Il est d'une seconde nature chez le joueur de poker d'être imperméable, dans son avantage autant que dans son défaut. Opaque.

La river. 0%. Un se couche. Je devrais suivre. Je joue le jeu du dernier debout. Il se couche pensant que j'ai touché le brelan fort à la dernière carte.

Dynamique, je passe vite cheap leader. Puis le vent tourne et je perds quelques grosses mains… Je m'apprête à jeter des ordures, temporiser mon jeu…

« Si vous êtes résident, attaquez si vous êtes l'intrus, battez en retraite… Si vous êtes résident, battez en retraite si vous êtes l'intrus, attaquez… Une fois qu'une majorité d'individus a joué l'un des deux types de stratégies, ceux qui en dévieront seront pénalisés. »

Tapis.

Dynamite ?


Stan – Assis sur le dossier d'un banc de ferraille, les joues gonflées de fumée. Je crache, un rideau embrume mon champ de vision. L'Hell's bar me fait face, de l'autre côté de la rue. Je sers plus fort la housse usée de ma gratte, comme saisissant une lointaine force.

Je rabats ma capuche sur mon bonnet dalmatien. Ombrant mes yeux déjà creusé, des mèches coulant comme de la cire sur mon front jusqu'à mes yeux. Je me lève et passe la route… ma route.

À l'intérieur, des habitués discutent calmement au bar. Derrière la vitre, ma bande s'affaire déjà à régler leurs instruments.
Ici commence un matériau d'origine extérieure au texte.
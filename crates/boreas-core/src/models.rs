use std::collections::HashMap;
use std::fmt;
use std::str::FromStr;

use chrono::{DateTime, Utc};
use serde::{Deserialize, Serialize};
use sha2::{Digest, Sha256};
use uuid::Uuid;

/// Compute a SHA-256 hash of a string, returned as 64-char hex.
pub fn compute_hash(content: &str) -> String {
    let mut hasher = Sha256::new();
    hasher.update(content.as_bytes());
    format!("{:x}", hasher.finalize())
}

/// How a scrape window was captured.
#[derive(Debug, Clone, Copy, PartialEq, Eq, Serialize, Deserialize, Default)]
#[serde(rename_all = "snake_case")]
pub enum CaptureMode {
    ByHot,
    ByTime,
    #[default]
    Hybrid,
}

impl CaptureMode {
    pub fn as_str(&self) -> &'static str {
        match self {
            CaptureMode::ByHot => "by_hot",
            CaptureMode::ByTime => "by_time",
            CaptureMode::Hybrid => "hybrid",
        }
    }
}

impl fmt::Display for CaptureMode {
    fn fmt(&self, f: &mut fmt::Formatter<'_>) -> fmt::Result {
        write!(f, "{}", self.as_str())
    }
}

impl FromStr for CaptureMode {
    type Err = String;

    fn from_str(s: &str) -> Result<Self, Self::Err> {
        match s.to_lowercase().as_str() {
            "by_hot" => Ok(CaptureMode::ByHot),
            "by_time" => Ok(CaptureMode::ByTime),
            "hybrid" => Ok(CaptureMode::Hybrid),
            _ => Err(format!("Unknown capture mode: {s}")),
        }
    }
}

/// Ranking strategy applied to a scraped batch.
#[derive(Debug, Clone, Copy, PartialEq, Eq, Serialize, Deserialize, Default)]
#[serde(rename_all = "snake_case")]
pub enum SortStrategy {
    #[default]
    Hybrid,
    Engagement,
    Recency,
}

impl SortStrategy {
    pub fn as_str(&self) -> &'static str {
        match self {
            SortStrategy::Hybrid => "hybrid",
            SortStrategy::Engagement => "engagement",
            SortStrategy::Recency => "recency",
        }
    }

    /// Hybrid capture collapses to a concrete strategy depending on how the
    /// window was captured.
    pub fn effective(self, capture_mode: CaptureMode) -> SortStrategy {
        match (self, capture_mode) {
            (SortStrategy::Hybrid, CaptureMode::ByTime) => SortStrategy::Recency,
            (SortStrategy::Hybrid, CaptureMode::ByHot) => SortStrategy::Engagement,
            (strategy, _) => strategy,
        }
    }
}

impl fmt::Display for SortStrategy {
    fn fmt(&self, f: &mut fmt::Formatter<'_>) -> fmt::Result {
        write!(f, "{}", self.as_str())
    }
}

impl FromStr for SortStrategy {
    type Err = String;

    fn from_str(s: &str) -> Result<Self, Self::Err> {
        match s.to_lowercase().as_str() {
            "hybrid" => Ok(SortStrategy::Hybrid),
            "engagement" => Ok(SortStrategy::Engagement),
            "recency" => Ok(SortStrategy::Recency),
            _ => Err(format!("Unknown sort strategy: {s}")),
        }
    }
}

/// Parse workflow status of a scraped source.
#[derive(Debug, Clone, Copy, PartialEq, Eq, Serialize, Deserialize, Default)]
#[serde(rename_all = "snake_case")]
pub enum ParseStatus {
    #[default]
    Pending,
    Processing,
    Completed,
    Failed,
    Delayed,
    ManualReview,
}

impl ParseStatus {
    pub fn as_str(&self) -> &'static str {
        match self {
            ParseStatus::Pending => "pending",
            ParseStatus::Processing => "processing",
            ParseStatus::Completed => "completed",
            ParseStatus::Failed => "failed",
            ParseStatus::Delayed => "delayed",
            ParseStatus::ManualReview => "manual_review",
        }
    }

    pub fn is_terminal(&self) -> bool {
        matches!(self, ParseStatus::Completed | ParseStatus::Failed)
    }
}

impl fmt::Display for ParseStatus {
    fn fmt(&self, f: &mut fmt::Formatter<'_>) -> fmt::Result {
        write!(f, "{}", self.as_str())
    }
}

impl FromStr for ParseStatus {
    type Err = String;

    fn from_str(s: &str) -> Result<Self, Self::Err> {
        match s.to_lowercase().as_str() {
            "pending" => Ok(ParseStatus::Pending),
            "processing" => Ok(ParseStatus::Processing),
            "completed" => Ok(ParseStatus::Completed),
            "failed" => Ok(ParseStatus::Failed),
            "delayed" => Ok(ParseStatus::Delayed),
            "manual_review" => Ok(ParseStatus::ManualReview),
            _ => Err(format!("Unknown parse status: {s}")),
        }
    }
}

/// The dedup triple identifying one logical version of a scraped item.
///
/// Re-ingesting the same triple is a no-op: the idempotency ledger is keyed
/// on it, and `trend_sources` carries a matching unique constraint.
#[derive(Debug, Clone, PartialEq, Eq, Hash, Serialize, Deserialize)]
pub struct IngestKey {
    pub platform: String,
    pub source_id: String,
    pub source_updated_at: Option<DateTime<Utc>>,
}

impl IngestKey {
    /// Stable string form stored in the ledger's unique column.
    pub fn idempotency_key(&self) -> String {
        let updated = self
            .source_updated_at
            .map(|t| t.timestamp_millis().to_string())
            .unwrap_or_else(|| "-".to_string());
        format!("{}:{}:{}", self.platform, self.source_id, updated)
    }
}

/// One scraped trending item, normalized across platforms.
#[derive(Debug, Clone, Serialize, Deserialize)]
pub struct TrendSource {
    pub id: Uuid,
    pub source_platform: String,
    pub source_channel: String,
    pub source_type: String,
    pub source_id: String,
    pub source_url: String,
    pub title: String,
    pub description: String,
    pub author: String,
    pub language: String,
    pub capture_mode: CaptureMode,
    pub sort_strategy: SortStrategy,

    // Normalized content
    pub normalized_text: String,
    pub hashtags: Vec<String>,
    pub mentions: Vec<String>,
    pub external_urls: Vec<String>,
    pub media_urls: Vec<String>,
    pub media_assets: Vec<String>,
    pub multimodal: serde_json::Value,

    // Ranking
    pub engagement_score: f64,
    pub normalized_heat_score: f64,
    pub heat_breakdown: HashMap<String, f64>,
    pub platform_metrics: serde_json::Value,
    pub category: Option<String>,

    // Parse workflow
    pub parse_status: ParseStatus,
    pub parse_payload: Option<serde_json::Value>,
    pub parse_schema_version: String,
    pub parse_confidence: f64,
    pub parse_attempts: u32,
    pub parse_error_kind: Option<String>,
    pub parse_last_error: Option<String>,
    pub parse_retry_at: Option<DateTime<Utc>>,
    pub parsed_at: Option<DateTime<Utc>>,

    pub published_at: Option<DateTime<Utc>>,
    pub source_updated_at: Option<DateTime<Utc>>,
    pub scraped_at: DateTime<Utc>,
    pub last_seen_at: DateTime<Utc>,
    pub content_hash: String,
    pub pipeline_run_id: Option<Uuid>,
}

impl TrendSource {
    /// Minimal constructor; adapters fill in the rest field-by-field.
    pub fn new(platform: impl Into<String>, source_id: impl Into<String>) -> Self {
        let now = Utc::now();
        Self {
            id: Uuid::new_v4(),
            source_platform: platform.into(),
            source_channel: String::new(),
            source_type: "post".to_string(),
            source_id: source_id.into(),
            source_url: String::new(),
            title: String::new(),
            description: String::new(),
            author: String::new(),
            language: "en".to_string(),
            capture_mode: CaptureMode::default(),
            sort_strategy: SortStrategy::default(),
            normalized_text: String::new(),
            hashtags: Vec::new(),
            mentions: Vec::new(),
            external_urls: Vec::new(),
            media_urls: Vec::new(),
            media_assets: Vec::new(),
            multimodal: serde_json::Value::Null,
            engagement_score: 0.0,
            normalized_heat_score: 0.0,
            heat_breakdown: HashMap::new(),
            platform_metrics: serde_json::Value::Null,
            category: None,
            parse_status: ParseStatus::Pending,
            parse_payload: None,
            parse_schema_version: String::new(),
            parse_confidence: 0.0,
            parse_attempts: 0,
            parse_error_kind: None,
            parse_last_error: None,
            parse_retry_at: None,
            parsed_at: None,
            published_at: None,
            source_updated_at: None,
            scraped_at: now,
            last_seen_at: now,
            content_hash: String::new(),
            pipeline_run_id: None,
        }
    }

    pub fn ingest_key(&self) -> IngestKey {
        IngestKey {
            platform: self.source_platform.clone(),
            source_id: self.source_id.clone(),
            source_updated_at: self.source_updated_at,
        }
    }

    /// Text used for dedup and parse-cache hashing.
    pub fn dedup_text(&self) -> String {
        let base = if self.normalized_text.trim().is_empty() {
            format!("{} {}", self.title, self.description)
        } else {
            self.normalized_text.clone()
        };
        if base.trim().is_empty() {
            format!("{}:{}", self.source_platform, self.source_id)
        } else {
            base
        }
    }
}

/// Append-only idempotency ledger row; existence of the key gates ingestion.
#[derive(Debug, Clone, Serialize, Deserialize)]
pub struct SourceIngestRecord {
    pub id: Uuid,
    pub platform: String,
    pub source_id: String,
    pub source_updated_at: Option<DateTime<Utc>>,
    pub idempotency_key: String,
    pub first_seen_at: DateTime<Utc>,
}

impl SourceIngestRecord {
    pub fn from_key(key: &IngestKey) -> Self {
        Self {
            id: Uuid::new_v4(),
            platform: key.platform.clone(),
            source_id: key.source_id.clone(),
            source_updated_at: key.source_updated_at,
            idempotency_key: key.idempotency_key(),
            first_seen_at: Utc::now(),
        }
    }
}

/// Persisted per-(platform, channel) incremental scrape state.
///
/// Read before polling, written after each successful poll; survives process
/// restarts so a scraper resumes where it left off.
#[derive(Debug, Clone, Serialize, Deserialize)]
pub struct ScraperState {
    pub platform: String,
    pub channel: String,
    pub cursor: Option<DateTime<Utc>>,
    pub etag: Option<String>,
    pub updated_at: DateTime<Utc>,
}

impl ScraperState {
    pub fn empty(platform: impl Into<String>, channel: impl Into<String>) -> Self {
        Self {
            platform: platform.into(),
            channel: channel.into(),
            cursor: None,
            etag: None,
            updated_at: Utc::now(),
        }
    }
}

/// One unrecoverable or retry-exhausted parse failure awaiting manual replay.
#[derive(Debug, Clone, Serialize, Deserialize)]
pub struct ParseDeadLetter {
    pub id: Uuid,
    pub source_row_id: Uuid,
    pub source_platform: String,
    pub source_id: String,
    pub content_hash: String,
    pub schema_version: String,
    /// "recoverable" (retries exhausted) or "unrecoverable".
    pub error_kind: String,
    pub error_code: String,
    pub error_message: String,
    pub retryable: bool,
    pub attempts: u32,
    pub payload_snapshot: serde_json::Value,
    pub created_at: DateTime<Utc>,
    pub replayed_at: Option<DateTime<Utc>>,
}

#[cfg(test)]
mod tests {
    use super::*;

    #[test]
    fn test_compute_hash_consistency() {
        let h1 = compute_hash("hello world");
        let h2 = compute_hash("hello world");
        assert_eq!(h1, h2);
        assert_eq!(h1.len(), 64);
        assert_ne!(compute_hash("hello"), compute_hash("world"));
    }

    #[test]
    fn test_parse_status_roundtrip() {
        for status in [
            ParseStatus::Pending,
            ParseStatus::Processing,
            ParseStatus::Completed,
            ParseStatus::Failed,
            ParseStatus::Delayed,
            ParseStatus::ManualReview,
        ] {
            let parsed: ParseStatus = status.as_str().parse().unwrap();
            assert_eq!(parsed, status);
        }
    }

    #[test]
    fn test_effective_sort_strategy() {
        assert_eq!(
            SortStrategy::Hybrid.effective(CaptureMode::ByTime),
            SortStrategy::Recency
        );
        assert_eq!(
            SortStrategy::Hybrid.effective(CaptureMode::ByHot),
            SortStrategy::Engagement
        );
        assert_eq!(
            SortStrategy::Hybrid.effective(CaptureMode::Hybrid),
            SortStrategy::Hybrid
        );
        assert_eq!(
            SortStrategy::Recency.effective(CaptureMode::ByHot),
            SortStrategy::Recency
        );
    }

    #[test]
    fn test_idempotency_key_distinguishes_updates() {
        let t1 = Utc::now();
        let key_a = IngestKey {
            platform: "github".into(),
            source_id: "rust-lang/rust".into(),
            source_updated_at: Some(t1),
        };
        let key_b = IngestKey {
            source_updated_at: Some(t1 + chrono::TimeDelta::seconds(1)),
            ..key_a.clone()
        };
        assert_ne!(key_a.idempotency_key(), key_b.idempotency_key());
        assert_eq!(key_a.idempotency_key(), key_a.clone().idempotency_key());
    }

    #[test]
    fn test_dedup_text_falls_back() {
        let mut source = TrendSource::new("weibo", "42");
        assert_eq!(source.dedup_text(), "weibo:42");
        source.title = "hot topic".into();
        assert_eq!(source.dedup_text(), "hot topic ");
        source.normalized_text = "normalized".into();
        assert_eq!(source.dedup_text(), "normalized");
    }
}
Le petit brun de Brydon me remarque, il prévient le reste du groupe, alors, le visage de Thad se relève, ses mèches éparses, il y éclot un rictus comme un couteau. Les yeux noirs, presque meurtriers, qui ne te lâchent plus… Je me dirige vers la porte, réajuste ma sangle sur mon épaule, prenant mon courage à de mains, mais c'est mon cœur qui semble subir une étreinte trop poignante…

Bordel, j'n'ai pas envie d'les voir. Thad moins que les autres.

Dès l'entrée, ce dernier me cramponne la gueule, se saint enfoiré, crachant mille injures et menaces, l'habitude leurs donnent la consistance de gouttelettes sur un imperméable. Elles parsèment, mais ne m'atteignent plus. Son visage me fait plus de mal que ses mots.

Je dispose mes pédales en arc de cercle, sors ma vieille gratte Scarlet que j'l'appelle. Derrière cette vitre d'interrogatoire, je me sens comme une bête de foire, un lion en cage, ou bien une boîte à musique dont on en verrait les rouages de l'extérieur. Nu, transparent. J'ai un frisson, une goutte roule le long de ma nuque.

Tout est plus cru quand on se met finalement à jouer devant un public de « chaise », d'hommes à quatre pattes, d'hommes assis. Intrusif, on nous regarde comme dans l'intimité d'une salle de répétition ou d'un garage. Brouillon, bouillant. On se sent que plus loin. Des viscères et des tripes. Du son qu'on étripe et c'est tout.

Les titres du set défilent : « White noize », « Bartoko Sewage », « Pachidermic Meditation », « PESTIS », « Cannibal Syn'drummer »… Quand on finit sur « Siren's chaunts are awful », je suis proscrit par terre, comme un fœtus, serrant Scarlet contre moi, elle geint l'inaudible, stridente et délétère. Un bébé qui chouine.